Its second paragraph reads: “When I was twenty-three years old I drove around L.A. with Tom Waits. We’d cruise along Highway 1 in his new 1963 Thunderbird. With my blonde hair flying out the window and both of us sweating in the summer sun, the alcohol seeped from our pores and the sex smell still soaked our clothes and our hair. We liked our smell. We did not bathe as often as we might have. We were in love and I for one was not interested in washing any of that off. By the end of summer we were exchanging song ideas. We were also exchanging something deeper. Each other.”
Jones devotes an additional eight sentences to San Diego-bred music legend Waits, who posed with her in the photo on the back cover of his 1978 album, “Blue Valentine.” Tellingly, Waits is not mentioned again until 270 pages later, in Chapter 17 of “Last Chance Texaco.” No less tellingly, the book — published by Grove Press — has no index for readers to use to skip to other Waits-related entries.
Might this be a carefully plotted way to get people to dive in — and to first learn a fair amount of Jones’ story — before she returns her attention to Waits, who she met Los Angeles in 1977?
“That’s totally accurate,” she replied, speaking by phone from her home in New Orleans.
“My friend, (Big Easy music radio veteran) Jamie (Dell’Apa) said: ‘You have to invite people into the book.

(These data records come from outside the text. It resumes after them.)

use anyhow::{Context, Result};
use chrono::Utc;
use clap::Parser;
use std::net::SocketAddr;
use std::sync::Arc;
use std::time::Duration;
use tracing::{info, warn};

mod config;
mod db;
mod mteam;
mod notify;
mod status;
mod wager;

use config::Config;
use db::Database;
use mteam::{DryRunGateway, MTeamClient};
use notify::{spawn_delivery, Notifier, WebhookSink};
use status::AppState;
use wager::gateway::BoardLookup;
use wager::risk::{day_start_utc, today};
use wager::{
    DeadlineScheduler, DecisionEngine, DecisionParams, OddsCache, RiskLedger, RiskLimits,
    WagerEngine, WagerExecutor, WagerGateway,
};

#[tokio::main]
async fn main() -> Result<()> {
    // Initialise tracing / logging
    tracing_subscriber::fmt()
        .with_env_filter(
            tracing_subscriber::EnvFilter::try_from_default_env()
                .unwrap_or_else(|_| tracing_subscriber::EnvFilter::new("info")),
        )
        .init();

    let config = Config::parse();
    config.validate()?;

    if config.dry_run {
        info!(
            "🟡 DRY RUN mode – wagers are simulated (initial balance: {:.2})",
            config.initial_balance
        );
    } else {
        info!("🔴 LIVE mode – wagers WILL be submitted to M-Team");
    }

    // Open database
    let db = Database::open(&config.database_path)?;
    info!("Database opened: {}", config.database_path);

    // Rebuild today's risk counters from the ledger
    let risk = RiskLedger::restore_from(
        &db,
        RiskLimits {
            max_daily_bet_fraction: config.max_daily_bet_fraction,
            stop_loss_fraction: config.stop_loss_fraction,
        },
        today(),
    )?;

    let odds = OddsCache::with_file(&config.odds_path);
    let n = odds.load_file().await?;
    info!("Loaded reference odds for {} match(es) from {}", n, config.odds_path);

    let timeout = Duration::from_secs(config.request_timeout_secs);
    let notifier = if config.notify {
        let (notifier, rx) = Notifier::new(256);
        let webhook = match config.notify_webhook_url.as_deref() {
            Some(url) => Some(WebhookSink::new(url, timeout)?),
            None => None,
        };
        spawn_delivery(rx, webhook);
        notifier
    } else {
        Notifier::disabled()
    };

    let client = Arc::new(MTeamClient::new(
        config.api_key.as_deref().unwrap_or_default(),
        config.uid.as_deref().unwrap_or_default(),
        &config.primary_url,
        &config.backup_url,
        config.feed_utc_offset_hours,
        timeout,
    )?);
    let board: Arc<dyn BoardLookup> = client.clone();
    let gateway: Arc<dyn WagerGateway> = if config.dry_run {
        Arc::new(DryRunGateway::new(config.initial_balance))
    } else {
        client.clone()
    };

    let executor = WagerExecutor::new(gateway.clone(), db.clone(), risk.clone(), notifier.clone());
    let scheduler = DeadlineScheduler::new(config.lead_seconds, Arc::new(executor), notifier.clone());
    let decision = DecisionEngine::new(DecisionParams::from(&config));
    info!("Decision parameters: {:?}", decision.params());
    let engine = Arc::new(WagerEngine::new(
        client,
        gateway,
        odds.clone(),
        risk.clone(),
        decision,
        scheduler.clone(),
        notifier,
    ));

    // Poll loop
    let poll_odds = odds.clone();
    let poll_interval = Duration::from_secs(config.poll_interval_secs);
    let poller = tokio::spawn(async move {
        let mut interval = tokio::time::interval(poll_interval);
        interval.set_missed_tick_behavior(tokio::time::MissedTickBehavior::Skip);
        loop {
            interval.tick().await;
            // The odds file may have been edited by hand
            if let Err(e) = poll_odds.load_file().await {
                warn!("Keeping cached reference odds: {:#}", e);
            }
            engine.run_cycle().await;
        }
    });

    // Eager rollover at UTC midnight
    let rollover_risk = risk.clone();
    let rollover = tokio::spawn(async move {
        loop {
            let next = day_start_utc(today().succ_opt().unwrap_or_else(today));
            let wait = (next - Utc::now()).to_std().unwrap_or(Duration::from_secs(1));
            tokio::time::sleep(wait).await;
            if rollover_risk.rollover(today()) {
                info!("Started accounting day {}", today());
            }
        }
    });

    // Status API (blocks until Ctrl-C)
    let app = status::router(AppState {
        db: db.clone(),
        risk,
        scheduler: scheduler.clone(),
        odds,
        board,
        dry_run: config.dry_run,
        match_type: config.match_type.clone(),
        strategy: config.strategy.clone(),
        lead_seconds: config.lead_seconds,
    });
    let addr: SocketAddr = config
        .status_addr
        .parse()
        .with_context(|| format!("Invalid status address {}", config.status_addr))?;
    info!("Status API listening on http://{}", addr);
    let listener = tokio::net::TcpListener::bind(addr).await?;
    axum::serve(listener, app)
        .with_graceful_shutdown(shutdown_signal())
        .await?;

    info!("Shutting down");
    poller.abort();
    rollover.abort();
    scheduler.shutdown().await;
    Ok(())
}

async fn shutdown_signal() {
    if let Err(e) = tokio::signal::ctrl_c().await {
        warn!("Failed to listen for Ctrl-C: {}", e);
        std::future::pending::<()>().await;
    }
}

You have to tell them what they’re going to read. Because most people aren’t going to read the (whole) book; they just read the intro — and most journalists, that’s all they’ll read! So, tell them what the book is like’.”
Jones, 66, chuckled.
“I was like: ‘Really? That’s so weird’,” she recalled.
“So, I set about to write the most sexy, inviting, interesting introduction I could to create an environment, rather than write something (self-indulgent) from an egotistical point of view. I’m glad you noticed that. Because that introduction was thought out, with — might I say — a kind of professional point of view to write the introduction that way.”
Pulling no punches
As might be expected from an artist whose music has bravely avoided compromises and easy categorization, Jones doesn’t pull any punches in her book — although she did choose to omit some especially violent incidents.

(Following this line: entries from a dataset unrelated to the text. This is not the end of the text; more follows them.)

//! Daily risk ledger.
//!
//! All stake and loss accounting for the current UTC day flows through here.
//! Executions never touch the counters directly: they take a [`Reservation`]
//! under the ledger lock and later commit or release it. The lock is only
//! held for those transitions, never across a network call.

use chrono::{DateTime, NaiveDate, Utc};
use parking_lot::Mutex;
use serde::{Deserialize, Serialize};
use std::sync::Arc;
use tracing::{debug, info, warn};

use crate::db::Database;

use super::error::WagerError;

/// Slack for float comparisons against the daily cap.
const CAP_EPSILON: f64 = 1e-9;

/// Limits applied by the ledger, both expressed as fractions of the balance.
#[derive(Debug, Clone, Copy, PartialEq)]
pub struct RiskLimits {
    pub max_daily_bet_fraction: f64,
    pub stop_loss_fraction: f64,
}

/// Risk counters for one accounting day.
#[derive(Debug, Clone, PartialEq, Serialize, Deserialize)]
pub struct RiskState {
    pub day: NaiveDate,
    /// Stake of wagers the board accepted today
    pub committed_stake: f64,
    /// Stake reserved by executions still waiting on the board
    pub pending_stake: f64,
    /// Realised loss recorded today
    pub cumulative_loss: f64,
}

impl RiskState {
    pub fn new(day: NaiveDate) -> Self {
        RiskState {
            day,
            committed_stake: 0.0,
            pending_stake: 0.0,
            cumulative_loss: 0.0,
        }
    }

    /// Stake counted against the daily budget: committed plus in flight.
    pub fn cumulative_stake(&self) -> f64 {
        self.committed_stake + self.pending_stake
    }

    /// Whether the day's realised loss has reached the stop-loss limit.
    pub fn stop_loss_hit(&self, balance: f64, stop_loss_fraction: f64) -> bool {
        self.cumulative_loss > 0.0 && self.cumulative_loss >= balance * stop_loss_fraction
    }
}

/// Cloneable handle to the shared daily risk state.
#[derive(Clone)]
pub struct RiskLedger {
    state: Arc<Mutex<RiskState>>,
    limits: RiskLimits,
}

impl RiskLedger {
    pub fn new(limits: RiskLimits) -> Self {
        Self::restore(limits, today(), 0.0, 0.0)
    }

    /// Rebuild the ledger from persisted totals (e.g. after a restart).
    pub fn restore(limits: RiskLimits, day: NaiveDate, committed: f64, loss: f64) -> Self {
        let mut state = RiskState::new(day);
        state.committed_stake = committed.max(0.0);
        state.cumulative_loss = loss.max(0.0);
        RiskLedger {
            state: Arc::new(Mutex::new(state)),
            limits,
        }
    }

    /// Rebuild `day`'s counters from the bet ledger and the settlement log.
    /// Only rows stamped at or after that day's UTC midnight count.
    pub fn restore_from(db: &Database, limits: RiskLimits, day: NaiveDate) -> anyhow::Result<Self> {
        let since = day_start_utc(day);
        let committed = db.committed_stake_since(since)?;
        let loss = db.loss_since(since)?;
        info!(
            "Risk ledger for {}: committed {:.2}, loss {:.2}",
            day, committed, loss
        );
        Ok(Self::restore(limits, day, committed, loss))
    }

    pub fn limits(&self) -> RiskLimits {
        self.limits
    }

    /// Copy of the current day's counters.
    pub fn snapshot(&self) -> RiskState {
        let mut state = self.state.lock();
        roll_if_new_day(&mut state, today());
        state.clone()
    }

    /// Atomically check the daily limits and reserve `stake`.
    ///
    /// On refusal nothing is reserved. The returned guard must be committed
    /// or released; dropping it releases.
    pub fn reserve(&self, stake: f64, balance: f64) -> Result<Reservation, WagerError> {
        if !(stake.is_finite() && stake > 0.0) || stake > balance {
            return Err(WagerError::InsufficientBalance { stake, balance });
        }

        let mut state = self.state.lock();
        roll_if_new_day(&mut state, today());

        if state.stop_loss_hit(balance, self.limits.stop_loss_fraction) {
            return Err(WagerError::LossLimitReached {
                loss: state.cumulative_loss,
                limit: balance * self.limits.stop_loss_fraction,
            });
        }

        let cap = balance * self.limits.max_daily_bet_fraction;
        if state.cumulative_stake() + stake > cap + CAP_EPSILON {
            return Err(WagerError::BudgetExceeded {
                requested: stake,
                committed: state.committed_stake,
                pending: state.pending_stake,
                cap,
            });
        }

        state.pending_stake += stake;
        debug!(
            "Reserved {:.2} (committed {:.2}, pending {:.2}, cap {:.2})",
            stake, state.committed_stake, state.pending_stake, cap
        );
        Ok(Reservation {
            ledger: self.clone(),
            day: state.day,
            amount: stake,
            settled: false,
        })
    }

    /// Record a realised loss against today's stop-loss counter.
    pub fn record_loss(&self, amount: f64) {
        if !(amount.is_finite() && amount > 0.0) {
            return;
        }
        let mut state = self.state.lock();
        roll_if_new_day(&mut state, today());
        state.cumulative_loss += amount;
        info!(
            "Recorded loss {:.2} (day total {:.2})",
            amount, state.cumulative_loss
        );
    }

    /// Start a new accounting day if `day` is later than the current one.
    ///
    /// In-flight reservations keep the day they were taken on, so settling
    /// them later cannot leak stake into the new day's counters.
    pub fn rollover(&self, day: NaiveDate) -> bool {
        let mut state = self.state.lock();
        roll_if_new_day(&mut state, day)
    }

    fn settle(&self, day: NaiveDate, amount: f64, commit: bool) {
        let mut state = self.state.lock();
        roll_if_new_day(&mut state, today());
        if state.day != day {
            debug!(
                "Settling {:.2} from {} after rollover to {}; not counted",
                amount, day, state.day
            );
            return;
        }
        state.pending_stake = (state.pending_stake - amount).max(0.0);
        if commit {
            state.committed_stake += amount;
        }
    }
}

/// Stake held against the daily budget by one execution attempt.
#[must_use = "a reservation is released when dropped"]
pub struct Reservation {
    ledger: RiskLedger,
    day: NaiveDate,
    amount: f64,
    settled: bool,
}

impl Reservation {
    pub fn amount(&self) -> f64 {
        self.amount
    }

    /// Keep the stake counted in today's committed total.
    pub fn commit(mut self) {
        self.settled = true;
        self.ledger.settle(self.day, self.amount, true);
    }

    /// Return the stake to the daily budget.
    pub fn release(mut self) {
        self.settled = true;
        self.ledger.settle(self.day, self.amount, false);
    }
}

impl Drop for Reservation {
    fn drop(&mut self) {
        if !self.settled {
            warn!("Reservation of {:.2} dropped unsettled; releasing", self.amount);
            self.ledger.settle(self.day, self.amount, false);
        }
    }
}

fn roll_if_new_day(state: &mut RiskState, day: NaiveDate) -> bool {
    if day <= state.day {
        return false;
    }
    info!(
        "Risk ledger rollover {} → {} (committed {:.2}, loss {:.2}, pending {:.2} carried by their day)",
        state.day, day, state.committed_stake, state.cumulative_loss, state.pending_stake
    );
    *state = RiskState::new(day);
    true
}

pub fn today() -> NaiveDate {
    Utc::now().date_naive()
}

/// Midnight (UTC) that starts `day`.
pub fn day_start_utc(day: NaiveDate) -> DateTime<Utc> {
    day.and_hms_opt(0, 0, 0)
        .map(|dt| dt.and_utc())
        .unwrap_or_else(Utc::now)
}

Or, as she puts it in the compact, two-page prologue that precedes “Last Chance Texaco’s” Waits-fueled introduction:
“Here are the histories of my parents and siblings, whose tragically shaped lives feed my music and personality. Here are the stories of my friends and lovers, co-writers and producers, and those demons and angels who wage a constant battle for my soul ...”
An Illinois native, Jones grew up in Arizona, California, Washington and points in between. Her mostly impoverished upbringing was often dismal, but she soldiered through. With a vivid flair for detail, yet a consistently matter-of-fact tone, Jones writes about her father beating her mother and her, and how her teenaged sister, Janet, gave up two children for adoption.

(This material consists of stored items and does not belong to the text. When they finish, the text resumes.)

//! In-memory reference odds, keyed by match ID.
//!
//! Reference odds come from outside the board (bookmakers, manual input) and
//! are the ground truth for value calculations. The cache can be backed by a
//! JSON file of the shape `{"<match_id>": {"<option text>": 1.85, ...}}` so
//! entries survive restarts and can be edited by hand.

use anyhow::{Context, Result};
use std::collections::HashMap;
use std::path::{Path, PathBuf};
use std::sync::Arc;
use tokio::sync::RwLock;
use tracing::{debug, info, warn};

use crate::db::models::ReferenceOdds;

/// Thread-safe reference odds cache with optional file persistence.
#[derive(Clone)]
pub struct OddsCache {
    inner: Arc<RwLock<HashMap<String, ReferenceOdds>>>,
    path: Option<PathBuf>,
}

impl OddsCache {
    pub fn new() -> Self {
        OddsCache {
            inner: Arc::new(RwLock::new(HashMap::new())),
            path: None,
        }
    }

    /// Cache persisted to (and loaded from) the given JSON file.
    pub fn with_file(path: impl Into<PathBuf>) -> Self {
        OddsCache {
            inner: Arc::new(RwLock::new(HashMap::new())),
            path: Some(path.into()),
        }
    }

    /// Replace the cache contents with the backing file.
    /// A missing file is an empty cache, not an error.
    pub async fn load_file(&self) -> Result<usize> {
        let Some(path) = self.path.as_deref() else {
            return Ok(0);
        };
        let loaded = match tokio::fs::read_to_string(path).await {
            Ok(raw) => parse_odds_file(&raw)
                .with_context(|| format!("Invalid odds file {}", path.display()))?,
            Err(e) if e.kind() == std::io::ErrorKind::NotFound => {
                info!("No reference odds file at {}, starting empty", path.display());
                HashMap::new()
            }
            Err(e) => {
                return Err(e).with_context(|| format!("Failed to read {}", path.display()))
            }
        };
        let n = loaded.len();
        *self.inner.write().await = loaded;
        debug!("OddsCache: loaded {} matches from {}", n, path.display());
        Ok(n)
    }

    /// Write the cache contents to the backing file (no-op without one).
    pub async fn save_file(&self) -> Result<()> {
        let Some(path) = self.path.as_deref() else {
            return Ok(());
        };
        let body = {
            let inner = self.inner.read().await;
            serde_json::to_string_pretty(&*inner)?
        };
        write_atomically(path, &body).await
    }

    /// Reference odds for a match; empty when nothing is known.
    pub async fn fetch_reference_odds(&self, match_id: &str) -> ReferenceOdds {
        self.inner
            .read()
            .await
            .get(match_id)
            .cloned()
            .unwrap_or_default()
    }

    /// Insert or replace the reference odds of one match.
    /// Unusable prices (≤ 1.0 or non-finite) are dropped.
    pub async fn upsert(&self, match_id: &str, odds: ReferenceOdds) -> usize {
        let cleaned = sanitize(odds);
        let n = cleaned.len();
        self.inner.write().await.insert(match_id.to_string(), cleaned);
        n
    }

    pub async fn remove(&self, match_id: &str) -> bool {
        self.inner.write().await.remove(match_id).is_some()
    }

    /// Number of matches with reference odds.
    pub async fn len(&self) -> usize {
        self.inner.read().await.len()
    }
}

impl Default for OddsCache {
    fn default() -> Self {
        Self::new()
    }
}

/// Look up the reference price for an option by its display text.
///
/// Exact text first, then a trimmed case-insensitive match, since reference
/// sources rarely copy the board's labels verbatim.
pub fn reference_for(odds: &ReferenceOdds, text: &str) -> Option<f64> {
    if let Some(v) = odds.get(text) {
        return Some(*v);
    }
    let wanted = text.trim().to_lowercase();
    odds.iter()
        .find(|(k, _)| k.trim().to_lowercase() == wanted)
        .map(|(_, v)| *v)
}

fn sanitize(odds: ReferenceOdds) -> ReferenceOdds {
    odds.into_iter()
        .filter(|(text, v)| {
            let ok = v.is_finite() && *v > 1.0;
            if !ok {
                warn!("Ignoring unusable reference odds {} for '{}'", v, text);
            }
            ok
        })
        .collect()
}

fn parse_odds_file(raw: &str) -> Result<HashMap<String, ReferenceOdds>> {
    if raw.trim().is_empty() {
        return Ok(HashMap::new());
    }
    let parsed: HashMap<String, ReferenceOdds> = serde_json::from_str(raw)?;
    Ok(parsed
        .into_iter()
        .map(|(id, odds)| (id, sanitize(odds)))
        .collect())
}

async fn write_atomically(path: &Path, body: &str) -> Result<()> {
    let tmp = path.with_extension("json.tmp");
    tokio::fs::write(&tmp, body)
        .await
        .with_context(|| format!("Failed to write {}", tmp.display()))?;
    tokio::fs::rename(&tmp, path)
        .await
        .with_context(|| format!("Failed to replace {}", path.display()))?;
    Ok(())
}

Jones also writes about being arrested, at the age of 14, for stealing a car with her then-boyfriend, Ricci, and her total embrace of the peace-and-love hippie ethos.
That was the same year she had her first bad acid trip and ran away from home, stopping in Los Angeles, San Diego, Tijuana, Santa Cruz, Seattle and Sunnyvale, where she was arrested and booked into a juvenile detention facility. The rest of her teen years were no less tumultuous or soul-sapping, but she persevered.
Music was Jones’ guardian angel. Her precocious sexuality was her ticket to adventure and to being taken advantage of and abused. Recalling being 14, she writes:
“People did not realize I was an immature teenage kid, because I looked so much older. It was my large breasts, they were a ticket into any psychological door. People, whether men or women, assumed so much because of their relationship with breasts. And I let them. If I got fed and people were nice to me, then let them think my age was related to my bra size.”
Jones also writes about some of her esteemed musical collaborators. She had affairs with several of them, most notably Dr. John and Little Feat mastermind Lowell George. His 1979 recording of Jones’ song, “Easy Money,” led to her signing an album deal with Little Feat’s record label, Warner Bros. Her debut single, “Chuck E’s in Love” quickly propelled her to stardom.
Her sudden fame changed the dynamic between Jones and Waits. So did her 1979 confession to him, which she recounts in her book, that she was using heroin. It was an admission that shocked the then-hard-drinking Waits and prompted him to end his relationship with Jones, she writes.
Within a year, he was sober and had married Kathleen Brennan, with whom Waits has collaborated ever since. Jones’ drug use continued until 1983, a year after the release of “Pirates. her acclaimed second album, some of whose songs were inspired by her break-up with Waits.
Jones discussed her book with the Union-Tribune for nearly an hour recently. Here is the extended Q&A from that interview.
‘I was a good-looking girl’
Q: You have a great recollection of very specific details throughout the book, be it Midwestern truck drivers buying Mahavishnu Orchestra bootleg tapes that your boyfriend made, the uber-bleakness of being in the City of Industry — even before you were arrested there as a 14-year-old runaway — or the canapes that a nun and a cowboy you were seated between on a plane ate. Do you have a photographic memory? Did you keep journals?
A: Well, I do remember incredibly detailed parts of my life and I can follow the thread into even more details. It’s not a photographic memory, but I have a wonderful recollection of details. I also have a great ability to push incessant and terrible events from my life into a place where they won’t get in my way until some time in the future, when I’m ready to look at them.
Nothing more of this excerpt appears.